Wednesday, June 2, 2010

Running to listen....

As a pastor, alot of people get a view thru the window of my inner world and what God's doing in me. That's why I started blogging. This post I wanted you to hear from my favorite Whisper chaser on the planet. My best friend. For the last 20 years (this July) Kim's been chasing the Whisper with me....sometimes leading the way. God speaks thru Kim. He just does. That's why I'm so excited to see her on the journey she's taking....because I know God is going to Whisper to her....and then she's going to share that Whisper with me.

Enjoy.

Running to listen.....

I’ve known something for a very long time. Kind of a duh statement, but one I battle constantly. In order to hear God’s voice, I have to be in a place to listen. My life is too busy, some of it is just regular busy stuff, but other times I create more busyness then is necessary. I suffer from the need to constantly be doing. I will read my Bible and pray but don’t always quiet myself and slow down enough to block out the world around me. Because of this, sometimes I don’t hear God’s voice. I have to stop everything to hear the Whispers.

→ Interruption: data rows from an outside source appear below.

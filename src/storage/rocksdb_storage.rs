//! RocksDB-backed key-value storage.
//!
//! Production [`Storage`] implementation. Batches are accumulated into a
//! native `rocksdb::WriteBatch` and committed with a single `DB::write`,
//! which RocksDB applies atomically. Range scans use a read-options upper
//! bound so the cursor never walks past the requested range.

use crate::info;
use crate::storage::storage_trait::{KvPair, Storage, StorageError, WriteBatch};
use rocksdb::{DB, Direction, IteratorMode, Options, ReadOptions};
use std::path::Path;
use std::sync::Arc;

/// RocksDB-backed storage for ledger state.
pub struct RocksDbStorage {
    db: Arc<DB>,
}

impl RocksDbStorage {
    /// Opens (or creates) a database at the given path.
    pub fn open(path: &Path) -> Result<Self, StorageError> {
        let mut opts = Options::default();
        opts.create_if_missing(true);

        let db = DB::open(&opts, path).map_err(|e| StorageError::Backend(e.to_string()))?;
        info!("opened ledger database at {}", path.display());

        Ok(Self { db: Arc::new(db) })
    }

    /// Wraps an already-open database handle.
    pub fn with_db(db: Arc<DB>) -> Self {
        Self { db }
    }
}

impl Storage for RocksDbStorage {
    fn get(&self, key: &[u8]) -> Result<Option<Vec<u8>>, StorageError> {
        self.db
            .get(key)
            .map_err(|e| StorageError::Backend(e.to_string()))
    }

    fn iter<'a>(
        &'a self,
        begin: &[u8],
        end: Option<&[u8]>,
    ) -> Box<dyn Iterator<Item = Result<KvPair, StorageError>> + 'a> {
        let mut read_opts = ReadOptions::default();
        if let Some(end) = end {
            read_opts.set_iterate_upper_bound(end.to_vec());
        }

        let iter = self
            .db
            .iterator_opt(IteratorMode::From(begin, Direction::Forward), read_opts);

        Box::new(iter.map(|item| {
            item.map(|(key, value)| (key.into_vec(), value.into_vec()))
                .map_err(|e| StorageError::Backend(e.to_string()))
        }))
    }

    fn write_batch(&self, batch: WriteBatch) -> Result<(), StorageError> {
        let mut native = rocksdb::WriteBatch::default();
        for (key, value) in batch.into_ops() {
            match value {
                Some(value) => native.put(key, value),
                None => native.delete(key),
            }
        }

        self.db
            .write(native)
            .map_err(|e| StorageError::Backend(e.to_string()))
    }
}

I get where I crave time to hear God’s voice and I can’t keep going until I get it. This happened a few weeks ago. I was contemplating a decision and wanted to hear what God had to say. God spoke very clearly to me telling me to go for it.

It was to run the Chicago Marathon.

But the bigger picture is what I heard next. God wants me to run it, not for a physical goal but a spiritual one. As I train I’m going to attempt to learn something. The topic: Why does God love me? Why does He want to spend time with me?

As I run by myself (or rather…with God) I’m listening, blocking out the world, stopping all things except Him and me.

I’ve already heard a few things, and am so excited to hear more. More Whispers, more “I love yous”, more time with Him.

I know this is a long journey. Longer than 26.2 miles. I’m not going to cross this finish line here on earth, but I’m going to take steps toward understanding it.

God loves me. Amazing.

1 comment:

  1. Kim,

    I have many of the same thoughts lately. Thankfully, God hasn't whispered to me to run a marathon yet. But he has been speaking about taking more time to hear him. It's hard to get my head around the fact that sometimes taking a step of maturity means "doing" less, being less busy. That goes against my nature and isn't what society sees as a goal. So thanks for swimming against the tide. Looking forward to hearing what other whispers God has for you.